*** Opening Material provided ***

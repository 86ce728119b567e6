//! Bot API wire types. Only the fields this platform consumes are modeled;
//! serde skips the rest.
//! https://core.telegram.org/bots/api

use serde::{Deserialize, Serialize};

/// Webhook payload.
#[derive(Debug, Clone, Deserialize)]
pub struct Update {
    pub update_id: i64,
    #[serde(default)]
    pub message: Option<Message>,
    #[serde(default)]
    pub callback_query: Option<CallbackQuery>,
}

#[derive(Debug, Clone, Deserialize)]
pub struct Message {
    pub message_id: i64,
    #[serde(default)]
    pub from: Option<User>,
    pub chat: Chat,
    #[serde(default)]
    pub text: Option<String>,
    #[serde(default)]
    pub reply_to_message: Option<Box<Message>>,
}

impl Message {
    /// Message text, or empty when the message carries only media.
    pub fn text_or_empty(&self) -> &str {
        self.text.as_deref().unwrap_or("")
    }
}

#[derive(Debug, Clone, Deserialize)]
pub struct User {
    pub id: i64,
    #[serde(default)]
    pub first_name: String,
    #[serde(default)]
    pub last_name: Option<String>,
    #[serde(default)]
    pub username: Option<String>,
}

impl User {
    /// "First Last" with absent parts dropped; "User" when both are empty.
    pub fn display_name(&self) -> String {
        let name = match &self.last_name {
            Some(last) => format!("{} {}", self.first_name, last),
            None => self.first_name.clone(),
        };
        let name = name.trim().to_string();
        if name.is_empty() {
            "User".to_string()
        } else {
            name
        }
    }
}

#[derive(Debug, Clone, Deserialize)]
pub struct Chat {
    pub id: i64,
}

/// Button/command acknowledgment from an inline keyboard press.
#[derive(Debug, Clone, Deserialize)]
pub struct CallbackQuery {
    pub id: String,
    #[serde(default)]
    pub data: Option<String>,
    #[serde(default)]
    pub message: Option<Message>,
}

/// Response envelope returned by every Bot API method.
#[derive(Debug, Deserialize)]
pub struct ApiResponse<T> {
    pub ok: bool,
    #[serde(default)]
    pub description: Option<String>,
    pub result: Option<T>,
}

/// Result of sendMessage / copyMessage.
#[derive(Debug, Clone, Deserialize)]
pub struct SentMessage {
    pub message_id: i64,
}

/// Result of getMe.
#[derive(Debug, Clone, Deserialize)]
pub struct BotIdentity {
    pub id: i64,
    #[serde(default)]
    pub username: Option<String>,
}

#[derive(Debug, Clone, Serialize)]
pub struct BotCommand {
    pub command: String,
    pub description: String,
}

#[derive(Debug, Clone, Default, Serialize)]
pub struct InlineKeyboardMarkup {
    pub inline_keyboard: Vec<Vec<InlineKeyboardButton>>,
}

#[derive(Debug, Clone, Serialize)]
pub struct InlineKeyboardButton {
    pub text: String,
    #[serde(skip_serializing_if = "Option::is_none")]
    pub url: Option<String>,
    #[serde(skip_serializing_if = "Option::is_none")]
    pub callback_data: Option<String>,
    #[serde(skip_serializing_if = "Option::is_none")]
    pub web_app: Option<WebAppInfo>,
}

impl InlineKeyboardButton {
    pub fn url(text: impl Into<String>, url: impl Into<String>) -> Self {
        Self {
            text: text.into(),
            url: Some(url.into()),
            callback_data: None,
            web_app: None,
        }
    }

    pub fn callback(text: impl Into<String>, data: impl Into<String>) -> Self {
        Self {
            text: text.into(),
            url: None,
            callback_data: Some(data.into()),
            web_app: None,
        }
    }

    pub fn web_app(text: impl Into<String>, url: impl Into<String>) -> Self {
        Self {
            text: text.into(),
            url: None,
            callback_data: None,
            web_app: Some(WebAppInfo { url: url.into() }),
        }
    }
}

#[derive(Debug, Clone, Serialize)]
pub struct WebAppInfo {
    pub url: String,
}

/// Optional knobs for text-sending methods.
#[derive(Debug, Clone, Default)]
pub struct MessageOptions {
    pub parse_mode: Option<&'static str>,
    pub reply_markup: Option<InlineKeyboardMarkup>,
}

impl MessageOptions {
    pub fn markdown() -> Self {
        Self {
            parse_mode: Some("Markdown"),
            ..Default::default()
        }
    }

    pub fn with_markup(mut self, markup: InlineKeyboardMarkup) -> Self {
        self.reply_markup = Some(markup);
        self
    }
}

*** Closing Material provided ***

▶ _What you need to do_
Your answer must be one number: how many lines of the data contain "InlineKeyboardMarkup".

▶ _Result below_
3